Search code examples
rfor-loopvectorseries

How to find a series of number in a vector using a loop for - R


I am trying to find a way to check if a series of number is present within a vector.

I am studying correlations within a dataframe, and I am using a 'for' loop to plot all pairs of variables. However, I am trying to find a way to avoid each pair to be plotted twice. I had the idea of creating sequences of each columns' indexes, store them in a vector in order to check, before each plot, if the series is already present in the vector, and order the loop to skip it if it is present.

An example of what I would like to have:

Let's say I have the following variables in the dataframe 'DATA':

Var1 Var2 Var3 Var4
0 1 0 4
2 3 2 5
5 4 5 0
2 5 1 1

I want to plot each variable according to each variable, but if I do a loop I will end up with each pair twice like in the following example:


for (i in 1:4){
  for (j in 1:4){
      if (j == i){
      next
    }
      plot(x = DATA[,i],
         y = DATA[,j],
         xlab = colnames(DATA)[i],
         ylab = colnames(DATA)[j])
  }
}

This example would give me twice each pair of variable, once with Var1 as x and Var2 as y, and the second with Var1 as y and Var2 as x, and so on for each pair of variables.

I want to avoid this as I have several dozens of variables in my original dataframe.
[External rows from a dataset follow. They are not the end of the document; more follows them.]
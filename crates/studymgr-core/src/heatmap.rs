//! Daily completion activity over a fixed window of days.
//!
//! Completion day is read from `updated_at`: a completed task that is edited
//! later moves to the day of the edit. Records carry no dedicated completion
//! timestamp.

use std::collections::BTreeMap;

use chrono::{
  Days,
  NaiveDate
};
use chrono_tz::Tz;
use serde::Serialize;

use crate::datetime::day_key;
use crate::task::Task;

pub const DEFAULT_WINDOW_DAYS: u32 = 90;
/// Longest window, about ten years. Longer requests are cut to it.
pub const MAX_WINDOW_DAYS: u32 = 3660;

#[derive(
  Debug,
  Clone,
  Copy,
  PartialEq,
  Eq,
  PartialOrd,
  Ord,
  Serialize,
)]
#[serde(into = "u8")]
pub enum IntensityBand {
  None,
  Low,
  Medium,
  High,
  Peak
}

impl IntensityBand {
  pub fn from_count(count: usize) -> Self {
    match count {
      | 0 => Self::None,
      | 1..=2 => Self::Low,
      | 3..=4 => Self::Medium,
      | 5..=6 => Self::High,
      | _ => Self::Peak
    }
  }

  pub fn level(self) -> u8 {
    self as u8
  }
}

impl From<IntensityBand> for u8 {
  fn from(band: IntensityBand) -> u8 {
    band.level()
  }
}

#[derive(
  Debug,
  Clone,
  Copy,
  PartialEq,
  Eq,
  Serialize,
)]
pub struct HeatBucket {
  pub date:  NaiveDate,
  pub count: usize,
  pub band:  IntensityBand
}

/// One bucket per day for `window_days` days ending at `end_date`.
///
/// `window_days` is capped at [`MAX_WINDOW_DAYS`]. The window also never
/// starts before [`NaiveDate::MIN`], so an `end_date` within that many days
/// of the first representable date yields a shorter list.
#[tracing::instrument(skip(tasks, tz), fields(count = tasks.len()))]
pub fn build_heatmap(
  tasks: &[Task],
  window_days: u32,
  end_date: NaiveDate,
  tz: &Tz
) -> Vec<HeatBucket> {
  if window_days == 0 {
    return Vec::new();
  }
  if window_days > MAX_WINDOW_DAYS {
    tracing::warn!(
      requested = window_days,
      max = MAX_WINDOW_DAYS,
      "heatmap window capped"
    );
  }
  let window_days =
    window_days.min(MAX_WINDOW_DAYS);

  let start_date = end_date
    .checked_sub_days(Days::new(
      u64::from(window_days) - 1
    ))
    .unwrap_or(NaiveDate::MIN);

  let mut activity: BTreeMap<
    NaiveDate,
    usize
  > = BTreeMap::new();
  for task in tasks
    .iter()
    .filter(|task| task.is_completed())
  {
    let day =
      day_key(task.updated_at, tz);
    if day >= start_date
      && day <= end_date
    {
      *activity.entry(day).or_default() +=
        1;
    }
  }

  let buckets: Vec<HeatBucket> =
    start_date
      .iter_days()
      .take_while(|day| *day <= end_date)
      .map(|date| {
        let count = activity
          .get(&date)
          .copied()
          .unwrap_or(0);
        HeatBucket {
          date,
          count,
          band: IntensityBand::from_count(
            count
          )
        }
      })
      .collect();

  tracing::debug!(
    buckets = buckets.len(),
    active_days = activity.len(),
    "built heatmap"
  );
  buckets
}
So I want to create a series of number with both indexes, to store in a vector that is searched at the beginning of each loop and if the series is found, the loop skip to the next iteration.

I tried the following, which did not work:

vector_test <- c(0)

for (i in 1:4){
  for (j in 1:4){
      test1 <- c(0,i,j,0)
      test2 <- c(0,j,i,0) #to have both orders possible
      if (j == i){
          next
       }
       if (test1 %in% vector_test){
          next
       }
       if (test2 %in% vector_test){
          next
       }
       vector_test <- c(vector_test, test1, test2) #adding to the test vector to check in the next iteration
        plot(x = Data_total_VF[,i],
             y = Data_total_VF[,j],
             xlab = colnames(Data_total_VF)[i],
             ylab = colnames(Data_total_VF)[j])
      }
    }

I added the 0 at the end and beginning of "tests" to avoid a skip due to two numbers being randomly next to each other in the vector.

I also tried with :

if ((test1 %in% vector_test) == TRUE{
          next
       }

The error it gives me both times is:

Error in if (test1 %in% vector_test) { : the condition has length > 1

Error in if ((test1 %in% vector_test) == TRUE) { : 
  the condition has length > 1

And I have been unable to find another operator, or another example in this website, to do this.

Does anyone have an idea ?

Thank you very much.


Solution

  • Using combn:

    combns <- combn(1:4, 2, simplify = FALSE)
    
    for (ij in combns){
      i <- ij[[1]]
      j <- ij[[2]]
      plot(x = DATA[,i],
           y = DATA[,j],
           xlab = colnames(DATA)[i],
           ylab = colnames(DATA)[j])
    }